§ **Requirement**
Each line below should be copied exactly as it stands.

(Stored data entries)

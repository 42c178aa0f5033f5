use std::env;
use std::path::PathBuf;
use std::time::Duration;

use anyhow::{Result, anyhow, bail};
use url::Url;

use crate::history::DEFAULT_HISTORY_LIMIT;
use crate::web_pages::Theme;

pub const DEFAULT_API_URL: &str =
    "https://api-inference.huggingface.co/models/stabilityai/stable-diffusion-xl-base-1.0";
const DEFAULT_PORT: u16 = 3000;
const DEFAULT_TIMEOUT_SECS: u64 = 120;

#[derive(Debug, Clone)]
pub struct Config {
    pub api_url: Url,
    pub api_key: Option<String>,
    pub port: u16,
    pub history_dir: PathBuf,
    pub history_limit: usize,
    pub request_timeout: Duration,
    pub theme: Theme,
}

impl Config {
    pub fn from_env() -> Result<Self> {
        Self::from_lookup(|name| env::var(name).ok())
    }

    /// Builds the config from any variable source. Blank values count as unset.
    pub fn from_lookup(lookup: impl Fn(&str) -> Option<String>) -> Result<Self> {
        let var = |name: &str| lookup(name).filter(|value| !value.trim().is_empty());

        let api_url = match var("HUGGINGFACE_API_URL") {
            Some(raw) => validate_http_url(&raw)?,
            None => validate_http_url(DEFAULT_API_URL)?,
        };
        let api_key = var("HUGGINGFACE_API_KEY").map(|value| value.trim().to_string());
        let port = var("PORT")
            .and_then(|value| value.trim().parse::<u16>().ok())
            .unwrap_or(DEFAULT_PORT);
        let history_dir = var("HISTORY_DIR")
            .map(PathBuf::from)
            .unwrap_or_else(default_history_dir);
        let history_limit = var("HISTORY_LIMIT")
            .and_then(|value| value.trim().parse::<usize>().ok())
            .unwrap_or(DEFAULT_HISTORY_LIMIT)
            .max(1);
        let request_timeout = var("REQUEST_TIMEOUT_SECS")
            .and_then(|value| value.trim().parse::<u64>().ok())
            .filter(|secs| *secs > 0)
            .map(Duration::from_secs)
            .unwrap_or(Duration::from_secs(DEFAULT_TIMEOUT_SECS));
        let theme = var("UI_THEME")
            .and_then(|value| Theme::parse(value.trim()))
            .unwrap_or_default();

        Ok(Self {
            api_url,
            api_key,
            port,
            history_dir,
            history_limit,
            request_timeout,
            theme,
        })
    }

    pub fn bind_address(&self) -> String {
        format!("0.0.0.0:{}", self.port)
    }
}

fn default_history_dir() -> PathBuf {
    let mut base = dirs::data_dir().unwrap_or_else(|| PathBuf::from("."));
    base.push("image-gen-relay");
    base
}

pub fn validate_http_url(raw: &str) -> Result<Url> {
    let trimmed = raw.trim();
    if trimmed.is_empty() {
        bail!("inference URL must not be empty");
    }
    let parsed =
        Url::parse(trimmed).map_err(|err| anyhow!("invalid inference URL {trimmed:?}: {err}"))?;
    match parsed.scheme() {
        "http" | "https" => Ok(parsed),
        scheme => bail!("inference URL must use http or https, got {scheme}"),
    }
}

§ **Solution for this problem**
repository 42c178aa0f5033f5
use std::env;
use std::path::PathBuf;
use std::time::Duration;

use anyhow::{Result, anyhow, bail};
use url::Url;

use crate::history::DEFAULT_HISTORY_LIMIT;
use crate::web_pages::Theme;

pub const DEFAULT_API_URL: &str =
    "https://api-inference.huggingface.co/models/stabilityai/stable-diffusion-xl-base-1.0";
const DEFAULT_PORT: u16 = 3000;
const DEFAULT_TIMEOUT_SECS: u64 = 120;

#[derive(Debug, Clone)]
pub struct Config {
    pub api_url: Url,
    pub api_key: Option<String>,
    pub port: u16,
    pub history_dir: PathBuf,
    pub history_limit: usize,
    pub request_timeout: Duration,
    pub theme: Theme,
}

impl Config {
    pub fn from_env() -> Result<Self> {
        Self::from_lookup(|name| env::var(name).ok())
    }

    /// Builds the config from any variable source. Blank values count as unset.
    pub fn from_lookup(lookup: impl Fn(&str) -> Option<String>) -> Result<Self> {
        let var = |name: &str| lookup(name).filter(|value| !value.trim().is_empty());

        let api_url = match var("HUGGINGFACE_API_URL") {
            Some(raw) => validate_http_url(&raw)?,
            None => validate_http_url(DEFAULT_API_URL)?,
        };
        let api_key = var("HUGGINGFACE_API_KEY").map(|value| value.trim().to_string());
        let port = var("PORT")
            .and_then(|value| value.trim().parse::<u16>().ok())
            .unwrap_or(DEFAULT_PORT);
        let history_dir = var("HISTORY_DIR")
            .map(PathBuf::from)
            .unwrap_or_else(default_history_dir);
        let history_limit = var("HISTORY_LIMIT")
            .and_then(|value| value.trim().parse::<usize>().ok())
            .unwrap_or(DEFAULT_HISTORY_LIMIT)
            .max(1);
        let request_timeout = var("REQUEST_TIMEOUT_SECS")
            .and_then(|value| value.trim().parse::<u64>().ok())
            .filter(|secs| *secs > 0)
            .map(Duration::from_secs)
            .unwrap_or(Duration::from_secs(DEFAULT_TIMEOUT_SECS));
        let theme = var("UI_THEME")
            .and_then(|value| Theme::parse(value.trim()))
            .unwrap_or_default();

        Ok(Self {
            api_url,
            api_key,
            port,
            history_dir,
            history_limit,
            request_timeout,
            theme,
        })
    }

    pub fn bind_address(&self) -> String {
        format!("0.0.0.0:{}", self.port)
    }
}

fn default_history_dir() -> PathBuf {
    let mut base = dirs::data_dir().unwrap_or_else(|| PathBuf::from("."));
    base.push("image-gen-relay");
    base
}

pub fn validate_http_url(raw: &str) -> Result<Url> {
    let trimmed = raw.trim();
    if trimmed.is_empty() {
        bail!("inference URL must not be empty");
    }
    let parsed =
        Url::parse(trimmed).map_err(|err| anyhow!("invalid inference URL {trimmed:?}: {err}"))?;
    match parsed.scheme() {
        "http" | "https" => Ok(parsed),
        scheme => bail!("inference URL must use http or https, got {scheme}"),
    }
}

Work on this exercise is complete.